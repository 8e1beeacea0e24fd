//! Question retrieval routes.

use axum::Extension;
use axum::Json;
use axum::extract::{Path, Query, State};
use axum::http::StatusCode;

use services::content_service::{ContentService, QuestionFilter};
use services::submission_service::SubmissionService;

use crate::auth::AuthUser;
use crate::response::{ApiError, ApiResponse};
use crate::routes::common::PageReq;
use crate::routes::questions::common::{
    OptionResponse, QuestionDetailResponse, QuestionFilterReq, QuestionListResponse,
    QuestionResponse, SubmissionResponse, topic_refs,
};
use crate::state::AppState;

/// GET /api/questions
pub async fn list_questions(
    State(state): State<AppState>,
    Query(req): Query<QuestionFilterReq>,
) -> Result<(StatusCode, Json<ApiResponse<QuestionListResponse>>), ApiError> {
    let (page, per_page) = PageReq {
        page: req.page,
        per_page: req.per_page,
    }
    .resolve();

    let (questions, total) = ContentService::list_questions(
        state.db(),
        QuestionFilter {
            query: req.query,
            question_type: req.question_type,
            topic_public_id: req.topic_id,
            page,
            per_page,
        },
    )
    .await?;

    let topics = topic_refs(state.db(), &questions).await?;
    let questions = questions
        .into_iter()
        .map(|q| {
            let topic_public_id = q.topic_id.and_then(|id| topics.get(&id).copied());
            QuestionResponse::from_model(q, topic_public_id)
        })
        .collect();

    Ok((
        StatusCode::OK,
        Json(ApiResponse::success(
            QuestionListResponse {
                questions,
                page,
                per_page,
                total,
            },
            "Questions retrieved successfully",
        )),
    ))
}

/// GET /api/questions/{question_id}
///
/// Fetch a question with its options. The `is_correct` flag on options is
/// only included for admin callers.
pub async fn get_question(
    State(state): State<AppState>,
    Path(question_id): Path<String>,
    Extension(AuthUser(claims)): Extension<AuthUser>,
) -> Result<(StatusCode, Json<ApiResponse<QuestionDetailResponse>>), ApiError> {
    let (question, options) = ContentService::get_question(state.db(), &question_id).await?;

    let topics = topic_refs(state.db(), std::slice::from_ref(&question)).await?;
    let topic_public_id = question.topic_id.and_then(|id| topics.get(&id).copied());

    Ok((
        StatusCode::OK,
        Json(ApiResponse::success(
            QuestionDetailResponse {
                question: QuestionResponse::from_model(question, topic_public_id),
                options: options
                    .into_iter()
                    .map(|o| OptionResponse::from_model(o, claims.admin))
                    .collect(),
            },
            "Question retrieved successfully",
        )),
    ))
}

/// GET /api/questions/{question_id}/submissions
///
/// Admin callers see every submission for the question; regular callers only
/// their own.
pub async fn list_submissions(
    State(state): State<AppState>,
    Path(question_id): Path<String>,
    Extension(AuthUser(claims)): Extension<AuthUser>,
) -> Result<(StatusCode, Json<ApiResponse<Vec<SubmissionResponse>>>), ApiError> {
    let submissions =
        SubmissionService::list_for_question(state.db(), &question_id, claims.sub, claims.admin)
            .await?;

    let mut responses = Vec::with_capacity(submissions.len());
    for submission in submissions {
        responses.push(SubmissionResponse::from_model(state.db(), submission).await?);
    }

    Ok((
        StatusCode::OK,
        Json(ApiResponse::success(
            responses,
            "Submissions retrieved successfully",
        )),
    ))
}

■ Activity ■
Extract each line from the listing that holds the word "total".

■ Worked solution ■
    let (questions, total) = ContentService::list_questions(
                total,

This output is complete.